→ What is being asked
Please take the records that follow and repeat exactly the lines starting with the line with "pub fn read_u32(&mut" and going on through the line with "Reads 32 raw bytes.".

→ Input material
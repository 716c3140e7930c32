// Path: crates/types/src/codec.rs

//! Defines the fixed-layout binary codec shared by every account record and
//! program instruction.
//!
//! The wire format is the one the deployed program reads and writes:
//!
//! * integers are little-endian,
//! * public keys are 32 raw bytes,
//! * strings are a `u32` little-endian byte length followed by raw UTF-8,
//! * account records start with a one-byte [`AccountType`] discriminant and are
//!   zero-padded to their maximum size.
//!
//! Each record type declares its field order once, as a constant [`Layout`].
//! Decoding reads a prefix of the buffer; any trailing bytes (over-allocated
//! account storage) are ignored.

use crate::app::{AccountType, MAX_NAME_LEN, PUBKEY_LEN};
use crate::error::CodecError;
use bytes::{Buf, BufMut, BytesMut};

/// The wire type of a single field.
#[derive(Clone, Copy, Debug, PartialEq, Eq)]
pub enum FieldKind {
    /// One byte.
    U8,
    /// Four bytes, little-endian.
    U32,
    /// Eight bytes, little-endian.
    U64,
    /// Thirty-two raw bytes.
    PublicKey,
    /// A `u32` length prefix and up to [`MAX_NAME_LEN`] UTF-8 bytes.
    Name,
}

impl FieldKind {
    /// The smallest encoding of this field.
    pub const fn min_size(self) -> usize {
        match self {
            Self::U8 => 1,
            Self::U32 => 4,
            Self::U64 => 8,
            Self::PublicKey => PUBKEY_LEN,
            Self::Name => 4,
        }
    }

    /// The largest encoding of this field.
    pub const fn max_size(self) -> usize {
        match self {
            Self::Name => 4 + MAX_NAME_LEN,
            other => other.min_size(),
        }
    }
}

/// A named field in a layout.
#[derive(Clone, Copy, Debug, PartialEq, Eq)]
pub struct Field {
    /// The field name, used in decode errors.
    pub name: &'static str,
    /// The wire type.
    pub kind: FieldKind,
}

impl Field {
    /// Declares a field.
    pub const fn new(name: &'static str, kind: FieldKind) -> Self {
        Self { name, kind }
    }
}

/// The ordered field list of a record.
#[derive(Clone, Copy, Debug, PartialEq, Eq)]
pub struct Layout(pub &'static [Field]);

impl Layout {
    /// The smallest valid encoding: every name empty.
    pub const fn min_size(&self) -> usize {
        let mut total = 0;
        let mut i = 0;
        while i < self.0.len() {
            total += self.0[i].kind.min_size();
            i += 1;
        }
        total
    }

    /// The largest valid encoding: every name at its maximum length.
    /// Account records are always padded to this size.
    pub const fn max_size(&self) -> usize {
        let mut total = 0;
        let mut i = 0;
        while i < self.0.len() {
            total += self.0[i].kind.max_size();
            i += 1;
        }
        total
    }

    /// The fields in wire order.
    pub fn fields(&self) -> &'static [Field] {
        self.0
    }
}

/// A bounds-checked cursor over an encoded buffer.
#[derive(Debug)]
pub struct Reader<'a> {
    buf: &'a [u8],
}

impl<'a> Reader<'a> {
    /// Starts reading at the beginning of `buf`.
    pub fn new(buf: &'a [u8]) -> Self {
        Self { buf }
    }

    /// Bytes not yet consumed.
    pub fn remaining(&self) -> usize {
        self.buf.remaining()
    }

    fn ensure(&self, needed: usize) -> Result<(), CodecError> {
        if self.buf.remaining() < needed {
            return Err(CodecError::TruncatedBuffer {
                needed,
                remaining: self.buf.remaining(),
            });
        }
        Ok(())
    }

    /// Reads one byte.
    pub fn read_u8(&mut self) -> Result<u8, CodecError> {
        self.ensure(1)?;
        Ok(self.buf.get_u8())
    }

    /// Reads a little-endian `u32`.
    pub fn read_u32(&mut self) -> Result<u32, CodecError> {
        self.ensure(4)?;
        Ok(self.buf.get_u32_le())
    }

    /// Reads a little-endian `u64`.
    pub fn read_u64(&mut self) -> Result<u64, CodecError> {
        self.ensure(8)?;
        Ok(self.buf.get_u64_le())
    }

    /// Reads 32 raw bytes.
    pub fn read_key(&mut self) -> Result<[u8; PUBKEY_LEN], CodecError> {
        self.ensure(PUBKEY_LEN)?;
        let mut out = [0u8; PUBKEY_LEN];
        self.buf.copy_to_slice(&mut out);
        Ok(out)
    }

    /// Reads a length-prefixed UTF-8 string of at most [`MAX_NAME_LEN`] bytes.
    pub fn read_name(&mut self, field: &'static str) -> Result<String, CodecError> {
        let len = self.read_u32()? as usize;
        if len > MAX_NAME_LEN {
            return Err(CodecError::NameTooLong {
                field,
                len,
                max: MAX_NAME_LEN,
            });
        }
        self.ensure(len)?;
        let (head, tail) = self.buf.split_at(len);
        let s = std::str::from_utf8(head)
            .map_err(|source| CodecError::InvalidUtf8 { field, source })?
            .to_owned();
        self.buf = tail;
        Ok(s)
    }
}

/// An append-only encoder for records and instruction payloads.
#[derive(Debug, Default)]
pub struct Writer {
    buf: BytesMut,
}

impl Writer {
    /// Creates a writer with room for `capacity` bytes.
    pub fn with_capacity(capacity: usize) -> Self {
        Self {
            buf: BytesMut::with_capacity(capacity),
        }
    }

    /// Appends one byte.
    pub fn put_u8(&mut self, v: u8) {
        self.buf.put_u8(v);
    }

    /// Appends a little-endian `u32`.
    pub fn put_u32(&mut self, v: u32) {
        self.buf.put_u32_le(v);
    }

    /// Appends a little-endian `u64`.
    pub fn put_u64(&mut self, v: u64) {
        self.buf.put_u64_le(v);
    }

    /// Appends 32 raw bytes.
    pub fn put_key(&mut self, key: &[u8; PUBKEY_LEN]) {
        self.buf.put_slice(key);
    }

    /// Appends a length-prefixed string. Callers validate the length first.
    pub fn put_name(&mut self, name: &str) {
        self.buf.put_u32_le(name.len() as u32);
        self.buf.put_slice(name.as_bytes());
    }

    /// Bytes written so far.
    pub fn len(&self) -> usize {
        self.buf.len()
    }

    /// Returns `true` if nothing was written.
    pub fn is_empty(&self) -> bool {
        self.buf.is_empty()
    }

    /// Returns the written bytes.
    pub fn into_vec(self) -> Vec<u8> {
        self.buf.to_vec()
    }

    /// Returns the written bytes, zero-padded up to `size`.
    pub fn into_padded(mut self, size: usize) -> Vec<u8> {
        if self.buf.len() < size {
            self.buf.resize(size, 0);
        }
        self.buf.to_vec()
    }
}

/// A record in its wire form: primitive fields in on-chain order.
pub trait RawRecord: Sized {
    /// The field order, leading discriminant included.
    const LAYOUT: Layout;

    /// Writes every field, discriminant included.
    fn write(&self, w: &mut Writer);

    /// Reads every field, discriminant included, without interpreting it.
    fn read(r: &mut Reader<'_>) -> Result<Self, CodecError>;
}

/// A domain-level account record with a fixed on-chain layout.
pub trait Account: Sized {
    /// The discriminant every encoded record of this type starts with.
    const ACCOUNT_TYPE: AccountType;

    /// The wire form.
    type Raw: RawRecord;

    /// Lowers the record into its wire form.
    fn to_raw(&self) -> Self::Raw;

    /// Lifts a wire record into its domain form, validating every field.
    fn from_raw(raw: Self::Raw) -> Result<Self, CodecError>;

    /// The padded on-chain size of the record.
    fn size() -> usize {
        Self::Raw::LAYOUT.max_size()
    }

    /// Encodes the record, zero-padded to [`Account::size`].
    fn encode(&self) -> Vec<u8> {
        let mut w = Writer::with_capacity(Self::size());
        self.to_raw().write(&mut w);
        w.into_padded(Self::size())
    }

    /// Decodes a record from the start of `data`. Trailing bytes are ignored.
    ///
    /// The discriminant is checked before anything else, so a record of another
    /// kind fails with [`CodecError::UnexpectedAccountType`].
    fn decode(data: &[u8]) -> Result<Self, CodecError> {
        let found = account_type_of(data)?;
        if found != Self::ACCOUNT_TYPE {
            return Err(CodecError::UnexpectedAccountType {
                expected: Self::ACCOUNT_TYPE,
                found,
            });
        }
        let min = Self::Raw::LAYOUT.min_size();
        if data.len() < min {
            return Err(CodecError::TruncatedBuffer {
                needed: min,
                remaining: data.len(),
            });
        }
        let raw = Self::Raw::read(&mut Reader::new(data))?;
        Self::from_raw(raw)
    }
}

/// Checks a raw discriminant against the expected account type.
pub fn expect_account_type(raw: u8, expected: AccountType) -> Result<(), CodecError> {
    let found = AccountType::try_from(raw).map_err(|value| CodecError::InvalidDiscriminant {
        field: "account_type",
        value,
    })?;
    if found != expected {
        return Err(CodecError::UnexpectedAccountType { expected, found });
    }
    Ok(())
}

/// Peeks at the discriminant of an encoded record.
pub fn account_type_of(data: &[u8]) -> Result<AccountType, CodecError> {
    let raw = Reader::new(data).read_u8()?;
    AccountType::try_from(raw).map_err(|value| CodecError::InvalidDiscriminant {
        field: "account_type",
        value,
    })
}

→ Output
    pub fn read_u32(&mut self) -> Result<u32, CodecError> {
        self.ensure(4)?;
        Ok(self.buf.get_u32_le())
    }

    /// Reads a little-endian `u64`.
    pub fn read_u64(&mut self) -> Result<u64, CodecError> {
        self.ensure(8)?;
        Ok(self.buf.get_u64_le())
    }

    /// Reads 32 raw bytes.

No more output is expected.